Data for this task: Begin
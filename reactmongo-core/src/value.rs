//! The dynamic value type used for every query filter, document and command body.
//!
//! [`Value`] is a small tagged union mirroring the scalar and container types that can
//! travel to and from the server. Maps are keyed by string and unordered from the
//! server's point of view; a [`BTreeMap`] keeps them deterministic on our side.

use std::collections::BTreeMap;

use serde::{Deserialize, Serialize};

/// Map variant payload.
pub type ValueMap = BTreeMap<String, Value>;

/// A dynamically typed document value.
///
/// # Example
///
/// ```
/// use reactmongo_core::value::Value;
///
/// let filter = Value::map([("_id", Value::from("documentid"))]);
/// assert_eq!(filter.get("_id").and_then(Value::as_str), Some("documentid"));
/// ```
#[derive(Debug, Clone, Default, PartialEq, Serialize, Deserialize)]
#[serde(untagged)]
pub enum Value {
    /// Absent or explicit null
    #[default]
    Null,
    Bool(bool),
    /// Any integer; narrowed to 32 bits on the wire when it fits
    Int(i64),
    Double(f64),
    String(String),
    /// Ordered sequence, also the shape of every query result
    Array(Vec<Value>),
    /// String-keyed document
    Map(ValueMap),
}

impl Value {
    /// Builds a map value from key/value pairs.
    pub fn map<K, V, I>(entries: I) -> Self
    where
        K: Into<String>,
        V: Into<Value>,
        I: IntoIterator<Item = (K, V)>,
    {
        Value::Map(
            entries
                .into_iter()
                .map(|(k, v)| (k.into(), v.into()))
                .collect(),
        )
    }

    /// Builds an empty map value.
    pub fn empty_map() -> Self {
        Value::Map(ValueMap::new())
    }

    /// Whether this is [`Null`](Value::Null), which is also what absent fields read as.
    pub fn is_null(&self) -> bool {
        matches!(self, Value::Null)
    }

    /// Whether the value counts as "true" in a status field.
    ///
    /// Null, `false`, zero numbers and empty strings are falsy; containers are truthy.
    pub fn is_truthy(&self) -> bool {
        match self {
            Value::Null => false,
            Value::Bool(b) => *b,
            Value::Int(i) => *i != 0,
            Value::Double(d) => *d != 0.0 && !d.is_nan(),
            Value::String(s) => !s.is_empty(),
            Value::Array(_) | Value::Map(_) => true,
        }
    }

    /// Looks up a key when the value is a map.
    pub fn get(&self, key: &str) -> Option<&Value> {
        match self {
            Value::Map(map) => map.get(key),
            _ => None,
        }
    }

    /// The integer payload, if this is an [`Int`](Value::Int).
    pub fn as_i64(&self) -> Option<i64> {
        match self {
            Value::Int(i) => Some(*i),
            _ => None,
        }
    }

    /// The numeric payload as a float; integers are widened.
    pub fn as_f64(&self) -> Option<f64> {
        match self {
            Value::Double(d) => Some(*d),
            Value::Int(i) => Some(*i as f64),
            _ => None,
        }
    }

    /// The text payload, if this is a [`String`](Value::String).
    pub fn as_str(&self) -> Option<&str> {
        match self {
            Value::String(s) => Some(s),
            _ => None,
        }
    }

    /// The elements, if this is an [`Array`](Value::Array).
    pub fn as_array(&self) -> Option<&[Value]> {
        match self {
            Value::Array(items) => Some(items),
            _ => None,
        }
    }

    /// The entries, if this is a [`Map`](Value::Map).
    pub fn as_map(&self) -> Option<&ValueMap> {
        match self {
            Value::Map(map) => Some(map),
            _ => None,
        }
    }
}

impl From<bool> for Value {
    fn from(value: bool) -> Self {
        Value::Bool(value)
    }
}

impl From<i32> for Value {
    fn from(value: i32) -> Self {
        Value::Int(value as i64)
    }
}

impl From<i64> for Value {
    fn from(value: i64) -> Self {
        Value::Int(value)
    }
}

impl From<f64> for Value {
    fn from(value: f64) -> Self {
        Value::Double(value)
    }
}

impl From<&str> for Value {
    fn from(value: &str) -> Self {
        Value::String(value.to_string())
    }
}

impl From<String> for Value {
    fn from(value: String) -> Self {
        Value::String(value)
    }
}

impl<T: Into<Value>> From<Vec<T>> for Value {
    fn from(values: Vec<T>) -> Self {
        Value::Array(values.into_iter().map(Into::into).collect())
    }
}

impl From<ValueMap> for Value {
    fn from(map: ValueMap) -> Self {
        Value::Map(map)
    }
}

impl<T: Into<Value>> From<Option<T>> for Value {
    fn from(value: Option<T>) -> Self {
        value.map_or(Value::Null, Into::into)
    }
}

impl From<serde_json::Value> for Value {
    fn from(json: serde_json::Value) -> Self {
        match json {
            serde_json::Value::Null => Value::Null,
            serde_json::Value::Bool(b) => Value::Bool(b),
            serde_json::Value::Number(n) => match n.as_i64() {
                Some(i) => Value::Int(i),
                None => n.as_f64().map_or(Value::Null, Value::Double),
            },
            serde_json::Value::String(s) => Value::String(s),
            serde_json::Value::Array(items) => {
                Value::Array(items.into_iter().map(Value::from).collect())
            }
            serde_json::Value::Object(map) => Value::Map(
                map.into_iter()
                    .map(|(k, v)| (k, Value::from(v)))
                    .collect(),
            ),
        }
    }
}

impl From<Value> for serde_json::Value {
    fn from(value: Value) -> Self {
        match value {
            Value::Null => serde_json::Value::Null,
            Value::Bool(b) => serde_json::Value::Bool(b),
            Value::Int(i) => serde_json::Value::from(i),
            // Non-finite doubles have no JSON form
            Value::Double(d) => serde_json::Number::from_f64(d)
                .map_or(serde_json::Value::Null, serde_json::Value::Number),
            Value::String(s) => serde_json::Value::String(s),
            Value::Array(items) => {
                serde_json::Value::Array(items.into_iter().map(serde_json::Value::from).collect())
            }
            Value::Map(map) => serde_json::Value::Object(
                map.into_iter()
                    .map(|(k, v)| (k, serde_json::Value::from(v)))
                    .collect(),
            ),
        }
    }
}

#[cfg(test)]
mod tests {
    use super::*;
    use rstest::rstest;
    use serde_json::json;

    #[rstest]
    #[case(Value::Null, false)]
    #[case(Value::Bool(false), false)]
    #[case(Value::Bool(true), true)]
    #[case(Value::Int(0), false)]
    #[case(Value::Int(1), true)]
    #[case(Value::Double(0.0), false)]
    #[case(Value::Double(1.0), true)]
    #[case(Value::from(""), false)]
    #[case(Value::from("yes"), true)]
    #[case(Value::empty_map(), true)]
    fn truthiness(#[case] value: Value, #[case] expected: bool) {
        assert_eq!(value.is_truthy(), expected);
    }

    #[test]
    fn converts_from_json() {
        let value = Value::from(json!({
            "name": "Alice",
            "age": 30,
            "score": 1.5,
            "tags": ["a", null],
        }));

        assert_eq!(value.get("name").and_then(Value::as_str), Some("Alice"));
        assert_eq!(value.get("age").and_then(Value::as_i64), Some(30));
        assert_eq!(value.get("score").and_then(Value::as_f64), Some(1.5));
        assert_eq!(
            value.get("tags").and_then(Value::as_array),
            Some(&[Value::from("a"), Value::Null][..])
        );
    }

    #[test]
    fn accessors_only_match_their_variant() {
        assert!(Value::Null.is_null());
        assert!(!Value::Int(0).is_null());
        assert_eq!(Value::Int(2).as_f64(), Some(2.0));
        assert_eq!(Value::Double(2.0).as_i64(), None);
        assert_eq!(Value::from("1").as_i64(), None);
        assert_eq!(Value::Int(1).as_str(), None);
        assert_eq!(Value::empty_map().as_array(), None);
        assert_eq!(Value::Array(Vec::new()).as_map(), None);
    }

    #[test]
    fn converts_to_json() {
        let value = Value::map([
            ("nested", Value::map([("n", Value::Int(1))])),
            ("nan", Value::Double(f64::NAN)),
        ]);

        assert_eq!(
            serde_json::Value::from(value),
            json!({ "nested": { "n": 1 }, "nan": null })
        );
    }

    #[test]
    fn serde_is_untagged() {
        let value: Value = serde_json::from_str(r#"{"a":[1,2.5,"x",true,null]}"#).unwrap();

        assert_eq!(
            value,
            Value::map([(
                "a",
                Value::Array(vec![
                    Value::Int(1),
                    Value::Double(2.5),
                    Value::from("x"),
                    Value::Bool(true),
                    Value::Null,
                ])
            )])
        );
        assert_eq!(serde_json::to_string(&value).unwrap(), r#"{"a":[1,2.5,"x",true,null]}"#);
    }
}
//! In-memory implementation of the blocking [`Driver`] interface.
//!
//! Documents live in per-namespace vectors, in insertion order, behind a shared
//! read-write lock. Every clone of an [`InMemoryDriver`] talks to the same simulated
//! server, while connection state and the last write status stay per handle, the way
//! they would for separate client connections.

use std::{collections::HashMap, sync::Arc};

use bson::{Bson, Document, doc, oid::ObjectId};
use parking_lot::RwLock;
use tracing::debug;

use reactmongo_core::{
    driver::{Driver, HostSpec, Namespace},
    error::{DriverError, DriverResult},
};

use crate::evaluator::{DocumentEvaluator, bson_eq, is_operator_document};

type StoreMap = HashMap<String, Vec<Document>>;

#[derive(Debug)]
struct Server {
    online: bool,
    namespaces: StoreMap,
}

/// Thread-safe, in-process stand-in for a database server.
///
/// # Example
///
/// ```ignore
/// use reactmongo_memory::InMemoryDriver;
/// use reactmongo_core::{connection::Connection, context::EventLoop};
///
/// let server = InMemoryDriver::new();
/// let event_loop = EventLoop::new();
/// let connection = Connection::new(&event_loop, server.clone(), "memory")?;
///
/// // later, from the test
/// assert!(server.documents("shop.orders").is_empty());
/// ```
#[derive(Clone, Debug)]
pub struct InMemoryDriver {
    server: Arc<RwLock<Server>>,
    connected: bool,
    last_error: Option<String>,
}
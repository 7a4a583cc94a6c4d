//! An asynchronous, callback-driven facade over blocking document-database clients.
//!
//! This crate is the core of the reactmongo project and provides:
//!
//! - **Dynamic values** ([`value`]) - The tagged union used for filters, documents and replies
//! - **Value conversion** ([`convert`]) - Mapping between values and BSON documents
//! - **Completion handles** ([`deferred`]) - Success, failure and completion observers for one operation
//! - **Execution contexts** ([`context`]) - The caller's event loop and the background worker thread
//! - **Driver abstraction** ([`driver`]) - The blocking client interface the worker runs against
//! - **Dispatch engine** ([`connection`]) - The connection object tying all of the above together
//! - **Error handling** ([`error`]) - Driver and library error types
//!
//! # Example
//!
//! ```ignore
//! use std::time::Duration;
//! use reactmongo_core::{connection::Connection, context::EventLoop, value::Value};
//!
//! let event_loop = EventLoop::new();
//! let connection = Connection::new(&event_loop, driver, "localhost:27017")?;
//!
//! connection
//!     .query("shop.orders", Value::map([("status", "open")]))
//!     .on_success(|orders| println!("open orders: {orders:?}"))
//!     .on_failure(|error| eprintln!("query failed: {error}"));
//!
//! // Callbacks run here, on the caller's thread
//! event_loop.run_once(Duration::from_secs(1));
//! ```

#[allow(unused_extern_crates)]
extern crate self as reactmongo_core;

pub mod connection;
pub mod context;
pub mod convert;
pub mod deferred;
pub mod driver;
pub mod error;
pub mod value;
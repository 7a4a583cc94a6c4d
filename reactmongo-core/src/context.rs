//! The two execution contexts of a connection.
//!
//! - [`EventLoop`] is the master context: a FIFO queue of tasks drained by the caller on
//!   its own thread. Every user callback runs here.
//! - [`Worker`] is the worker context: one background thread that owns the driver and
//!   runs blocking jobs against it one at a time, in submission order.
//!
//! Work crosses from one context to the other by value, so nothing is shared between
//! the caller and the worker apart from the queues themselves.

use std::{
    panic::{self, AssertUnwindSafe},
    thread::{self, JoinHandle},
    time::{Duration, Instant},
};

use crossbeam_channel::{Receiver, RecvTimeoutError, Sender, unbounded};
use tracing::{debug, error, info, trace};

use crate::error::ReactMongoResult;

/// A unit of work for the master context.
pub type Task = Box<dyn FnOnce() + Send>;

/// A unit of work for the worker context, given exclusive access to the driver.
pub type Job<D> = Box<dyn FnOnce(&mut D) + Send>;

/// The caller's event loop.
///
/// The loop does not run by itself: the owning thread calls [`run_pending`],
/// [`run_once`] or [`run_until`] from its own main loop.
///
/// [`run_pending`]: EventLoop::run_pending
/// [`run_once`]: EventLoop::run_once
/// [`run_until`]: EventLoop::run_until
#[derive(Debug)]
pub struct EventLoop {
    sender: Sender<Task>,
    receiver: Receiver<Task>,
}

impl EventLoop {
    pub fn new() -> Self {
        let (sender, receiver) = unbounded();

        Self { sender, receiver }
    }

    /// Returns a handle other threads can use to queue tasks on this loop.
    pub fn handle(&self) -> LoopHandle {
        LoopHandle {
            sender: self.sender.clone(),
        }
    }

    /// Number of tasks waiting to run.
    pub fn pending(&self) -> usize {
        self.receiver.len()
    }

    /// Runs every task queued at the time of the call and returns how many ran.
    ///
    /// Tasks queued while draining are left for the next call.
    pub fn run_pending(&self) -> usize {
        let queued = self.receiver.len();
        let mut ran = 0;

        while ran < queued {
            match self.receiver.try_recv() {
                Ok(task) => {
                    task();
                    ran += 1;
                }
                Err(_) => break,
            }
        }

        ran
    }

    /// Waits up to `timeout` for one task and runs it.
    ///
    /// Returns `false` if no task arrived in time.
    pub fn run_once(&self, timeout: Duration) -> bool {
        match self.receiver.recv_timeout(timeout) {
            Ok(task) => {
                task();
                true
            }
            Err(RecvTimeoutError::Timeout) | Err(RecvTimeoutError::Disconnected) => false,
        }
    }

    /// Runs tasks as they arrive until `done` returns `true` or `timeout` elapses.
    ///
    /// Returns whether `done` was satisfied.
    pub fn run_until<F>(&self, timeout: Duration, mut done: F) -> bool
    where
        F: FnMut() -> bool,
    {
        let deadline = Instant::now() + timeout;

        while !done() {
            let remaining = deadline.saturating_duration_since(Instant::now());

            if remaining.is_zero() || !self.run_once(remaining) {
                return done();
            }
        }

        true
    }
}

impl Default for EventLoop {
    fn default() -> Self {
        Self::new()
    }
}

/// Cloneable, thread-safe handle that queues tasks on an [`EventLoop`].
#[derive(Debug, Clone)]
pub struct LoopHandle {
    sender: Sender<Task>,
}

impl LoopHandle {
    /// Queues a task on the loop.
    ///
    /// Returns `false` when the loop has been dropped, in which case the task is
    /// discarded without running.
    pub fn execute<F>(&self, task: F) -> bool
    where
        F: FnOnce() + Send + 'static,
    {
        if self.sender.send(Box::new(task)).is_err() {
            trace!("Event loop is gone, dropping task");
            return false;
        }

        true
    }
}

/// A dedicated background thread that owns a driver and runs jobs against it.
///
/// Dropping the worker closes its queue and waits for the jobs already queued to
/// finish before the thread exits.
pub struct Worker<D: Send + 'static> {
    sender: Option<Sender<Job<D>>>,
    thread_handle: Option<JoinHandle<()>>,
}

impl<D: Send + 'static> Worker<D> {
    /// Spawns the worker thread, moving `driver` into it.
    pub fn spawn(name: &str, driver: D) -> ReactMongoResult<Self> {
        let (sender, receiver) = unbounded::<Job<D>>();

        let thread_handle = thread::Builder::new()
            .name(name.to_string())
            .spawn(move || Self::worker_thread(driver, receiver))?;

        info!(worker = name, "Started worker thread");

        Ok(Self {
            sender: Some(sender),
            thread_handle: Some(thread_handle),
        })
    }

    /// Queues a job. Jobs run in the order they were queued.
    pub fn execute<F>(&self, job: F)
    where
        F: FnOnce(&mut D) + Send + 'static,
    {
        if let Some(sender) = &self.sender {
            if sender.send(Box::new(job)).is_err() {
                error!("Worker thread has exited, dropping job");
            }
        }
    }

    fn worker_thread(mut driver: D, receiver: Receiver<Job<D>>) {
        for job in receiver {
            // A panicking job must not take the remaining jobs down with it
            if panic::catch_unwind(AssertUnwindSafe(|| job(&mut driver))).is_err() {
                error!("Worker job panicked");
            }
        }

        debug!("Worker queue closed, thread exiting");
    }
}

impl<D: Send + 'static> Drop for Worker<D> {
    fn drop(&mut self) {
        drop(self.sender.take());

        if let Some(handle) = self.thread_handle.take() {
            if handle.join().is_err() {
                error!("Worker thread panicked");
            }
        }
    }
}

impl<D: Send + 'static> std::fmt::Debug for Worker<D> {
    fn fmt(&self, f: &mut std::fmt::Formatter<'_>) -> std::fmt::Result {
        f.debug_struct("Worker")
            .field("running", &self.sender.is_some())
            .finish()
    }
}

#[cfg(test)]
mod tests {
    use super::*;
    use std::sync::{
        Arc,
        atomic::{AtomicUsize, Ordering},
    };

    use parking_lot::Mutex;

    const WAIT: Duration = Duration::from_secs(5);

    #[test]
    fn run_pending_drains_in_fifo_order() {
        let event_loop = EventLoop::new();
        let handle = event_loop.handle();
        let log = Arc::new(Mutex::new(Vec::new()));

        for i in 0..5 {
            let log = log.clone();
            handle.execute(move || log.lock().push(i));
        }

        assert_eq!(event_loop.pending(), 5);
        assert_eq!(event_loop.run_pending(), 5);
        assert_eq!(*log.lock(), vec![0, 1, 2, 3, 4]);
        assert_eq!(event_loop.run_pending(), 0);
    }

    #[test]
    fn tasks_queued_while_draining_wait_for_next_round() {
        let event_loop = EventLoop::new();
        let handle = event_loop.handle();
        let inner = handle.clone();
        let ran = Arc::new(AtomicUsize::new(0));
        let counter = ran.clone();

        handle.execute(move || {
            inner.execute(move || {
                counter.fetch_add(1, Ordering::SeqCst);
            });
        });

        assert_eq!(event_loop.run_pending(), 1);
        assert_eq!(ran.load(Ordering::SeqCst), 0);
        assert_eq!(event_loop.run_pending(), 1);
        assert_eq!(ran.load(Ordering::SeqCst), 1);
    }

    #[test]
    fn run_once_times_out_when_idle() {
        let event_loop = EventLoop::new();

        assert!(!event_loop.run_once(Duration::from_millis(10)));
    }

    #[test]
    fn handle_reports_dropped_loop() {
        let handle = EventLoop::new().handle();

        assert!(!handle.execute(|| {}));
    }

    #[test]
    fn worker_runs_jobs_in_order_and_reports_back() {
        let event_loop = EventLoop::new();
        let handle = event_loop.handle();
        let worker = Worker::spawn("test-worker", Vec::<usize>::new()).unwrap();
        let results = Arc::new(Mutex::new(Vec::new()));

        for i in 0..10 {
            let handle = handle.clone();
            let results = results.clone();

            worker.execute(move |state: &mut Vec<usize>| {
                state.push(i);
                let seen = state.len();
                handle.execute(move || results.lock().push((i, seen)));
            });
        }

        assert!(event_loop.run_until(WAIT, || results.lock().len() == 10));
        assert_eq!(
            *results.lock(),
            (0..10).map(|i| (i, i + 1)).collect::<Vec<_>>()
        );
    }

    #[test]
    fn worker_survives_panicking_job() {
        let event_loop = EventLoop::new();
        let handle = event_loop.handle();
        let worker = Worker::spawn("test-worker", ()).unwrap();
        let done = Arc::new(AtomicUsize::new(0));
        let counter = done.clone();

        worker.execute(|_: &mut ()| panic!("job failure"));
        worker.execute(move |_: &mut ()| {
            handle.execute(move || {
                counter.fetch_add(1, Ordering::SeqCst);
            });
        });

        assert!(event_loop.run_until(WAIT, || done.load(Ordering::SeqCst) == 1));
    }

    #[test]
    fn dropping_worker_finishes_queued_jobs() {
        let counter = Arc::new(AtomicUsize::new(0));
        let worker = Worker::spawn("test-worker", ()).unwrap();

        for _ in 0..3 {
            let counter = counter.clone();
            worker.execute(move |_: &mut ()| {
                thread::sleep(Duration::from_millis(5));
                counter.fetch_add(1, Ordering::SeqCst);
            });
        }
        drop(worker);

        assert_eq!(counter.load(Ordering::SeqCst), 3);
    }
}
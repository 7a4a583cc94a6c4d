//! Conversion between [`Value`] and the BSON wire representation.
//!
//! Encoding is only meaningful for array and map values at the top level: the wire
//! layer carries documents, so a bare scalar encodes to an empty document. Decoding is
//! total; wire types with no [`Value`] counterpart decode to [`Value::Null`].

use bson::{Bson, Document};

use crate::value::{Value, ValueMap};

/// Encodes a top-level value.
///
/// Arrays become [`Bson::Array`], maps become [`Bson::Document`], anything else becomes
/// an empty document.
pub fn encode(value: Value) -> Bson {
    match value {
        Value::Array(items) => Bson::Array(items.into_iter().map(encode_element).collect()),
        Value::Map(map) => Bson::Document(encode_map(map)),
        _ => Bson::Document(Document::new()),
    }
}

/// Encodes a value into the document form expected by filters, updates and commands.
///
/// Arrays use the wire array layout, a document keyed by element index.
pub fn encode_document(value: Value) -> Document {
    match value {
        Value::Map(map) => encode_map(map),
        Value::Array(items) => items
            .into_iter()
            .enumerate()
            .map(|(index, item)| (index.to_string(), encode_element(item)))
            .collect(),
        _ => Document::new(),
    }
}

/// Encodes a value into the documents of an insert batch.
///
/// An array inserts one document per element; anything else is a single document.
pub fn encode_batch(value: Value) -> Vec<Document> {
    match value {
        Value::Array(items) => items.into_iter().map(encode_document).collect(),
        other => vec![encode_document(other)],
    }
}

fn encode_map(map: ValueMap) -> Document {
    map.into_iter()
        .map(|(key, value)| (key, encode_element(value)))
        .collect()
}

fn encode_element(value: Value) -> Bson {
    match value {
        Value::Null => Bson::Null,
        Value::Bool(b) => Bson::Boolean(b),
        Value::Int(i) => match i32::try_from(i) {
            Ok(small) => Bson::Int32(small),
            Err(_) => Bson::Int64(i),
        },
        Value::Double(d) => Bson::Double(d),
        Value::String(s) => Bson::String(s),
        Value::Array(items) => Bson::Array(items.into_iter().map(encode_element).collect()),
        Value::Map(map) => Bson::Document(encode_map(map)),
    }
}

/// Decodes any wire value.
pub fn decode(bson: Bson) -> Value {
    match bson {
        Bson::Null | Bson::Undefined => Value::Null,
        Bson::Boolean(b) => Value::Bool(b),
        Bson::Int32(i) => Value::Int(i as i64),
        Bson::Int64(i) => Value::Int(i),
        Bson::Double(d) => Value::Double(d),
        Bson::String(s) | Bson::Symbol(s) => Value::String(s),
        Bson::ObjectId(oid) => Value::String(oid.to_hex()),
        Bson::Array(items) => Value::Array(items.into_iter().map(decode).collect()),
        Bson::Document(doc) => decode_document(doc),
        _ => Value::Null,
    }
}

/// Decodes a document into a map value.
pub fn decode_document(document: Document) -> Value {
    Value::Map(
        document
            .into_iter()
            .map(|(key, value)| (key, decode(value)))
            .collect(),
    )
}

#[cfg(test)]
mod tests {
    use super::*;
    use bson::{doc, oid::ObjectId};

    fn nested_sample() -> Value {
        Value::map([
            ("name", Value::from("Alice")),
            ("age", Value::Int(30)),
            ("big", Value::Int(i64::from(i32::MAX) + 1)),
            ("ratio", Value::Double(0.25)),
            ("active", Value::Bool(true)),
            ("missing", Value::Null),
            (
                "tags",
                Value::Array(vec![
                    Value::from("a"),
                    Value::map([("deep", Value::Array(vec![Value::Int(1), Value::empty_map()]))]),
                ]),
            ),
        ])
    }

    #[test]
    fn map_round_trips() {
        let value = nested_sample();

        assert_eq!(decode(encode(value.clone())), value);
    }

    #[test]
    fn array_round_trips() {
        let value = Value::Array(vec![nested_sample(), Value::Int(-7), Value::Array(vec![])]);

        assert_eq!(decode(encode(value.clone())), value);
    }

    #[test]
    fn scalars_encode_to_empty_document() {
        for scalar in [Value::Null, Value::Int(3), Value::from("x"), Value::Double(1.0)] {
            assert_eq!(encode(scalar.clone()), Bson::Document(Document::new()));
            assert!(encode_document(scalar).is_empty());
        }
    }

    #[test]
    fn integers_pick_the_narrowest_wire_type() {
        let document = encode_document(Value::map([
            ("small", Value::Int(5)),
            ("large", Value::Int(1 << 40)),
        ]));

        assert_eq!(document.get("small"), Some(&Bson::Int32(5)));
        assert_eq!(document.get("large"), Some(&Bson::Int64(1 << 40)));
    }

    #[test]
    fn arrays_use_index_keys_as_documents() {
        let document = encode_document(Value::from(vec!["a", "b"]));

        assert_eq!(document, doc! { "0": "a", "1": "b" });
    }

    #[test]
    fn batches_split_arrays() {
        let batch = encode_batch(Value::Array(vec![
            Value::map([("n", 1)]),
            Value::map([("n", 2)]),
        ]));

        assert_eq!(batch, vec![doc! { "n": 1 }, doc! { "n": 2 }]);
        assert_eq!(encode_batch(Value::map([("n", 3)])), vec![doc! { "n": 3 }]);
    }

    #[test]
    fn unsupported_wire_types_decode_to_null() {
        let oid = ObjectId::new();
        let value = decode_document(doc! {
            "_id": oid,
            "when": bson::DateTime::now(),
            "int": 4_i32,
        });

        assert_eq!(value.get("_id"), Some(&Value::String(oid.to_hex())));
        assert_eq!(value.get("when"), Some(&Value::Null));
        assert_eq!(value.get("int"), Some(&Value::Int(4)));
    }
}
Data for this task: End
Requirement =>
Taking the line with "let counter = done.clone();" as the first and the line with "a single document." as the last, retype that stretch of the data above exactly, with no other lines.

Response to this exercise =>
        let counter = done.clone();

        worker.execute(|_: &mut ()| panic!("job failure"));
        worker.execute(move |_: &mut ()| {
            handle.execute(move || {
                counter.fetch_add(1, Ordering::SeqCst);
            });
        });

        assert!(event_loop.run_until(WAIT, || done.load(Ordering::SeqCst) == 1));
    }

    #[test]
    fn dropping_worker_finishes_queued_jobs() {
        let counter = Arc::new(AtomicUsize::new(0));
        let worker = Worker::spawn("test-worker", ()).unwrap();

        for _ in 0..3 {
            let counter = counter.clone();
            worker.execute(move |_: &mut ()| {
                thread::sleep(Duration::from_millis(5));
                counter.fetch_add(1, Ordering::SeqCst);
            });
        }
        drop(worker);

        assert_eq!(counter.load(Ordering::SeqCst), 3);
    }
}
repository 7a4a583cc94a6c4d
//! Conversion between [`Value`] and the BSON wire representation.
//!
//! Encoding is only meaningful for array and map values at the top level: the wire
//! layer carries documents, so a bare scalar encodes to an empty document. Decoding is
//! total; wire types with no [`Value`] counterpart decode to [`Value::Null`].

use bson::{Bson, Document};

use crate::value::{Value, ValueMap};

/// Encodes a top-level value.
///
/// Arrays become [`Bson::Array`], maps become [`Bson::Document`], anything else becomes
/// an empty document.
pub fn encode(value: Value) -> Bson {
    match value {
        Value::Array(items) => Bson::Array(items.into_iter().map(encode_element).collect()),
        Value::Map(map) => Bson::Document(encode_map(map)),
        _ => Bson::Document(Document::new()),
    }
}

/// Encodes a value into the document form expected by filters, updates and commands.
///
/// Arrays use the wire array layout, a document keyed by element index.
pub fn encode_document(value: Value) -> Document {
    match value {
        Value::Map(map) => encode_map(map),
        Value::Array(items) => items
            .into_iter()
            .enumerate()
            .map(|(index, item)| (index.to_string(), encode_element(item)))
            .collect(),
        _ => Document::new(),
    }
}

/// Encodes a value into the documents of an insert batch.
///
/// An array inserts one document per element; anything else is a single document.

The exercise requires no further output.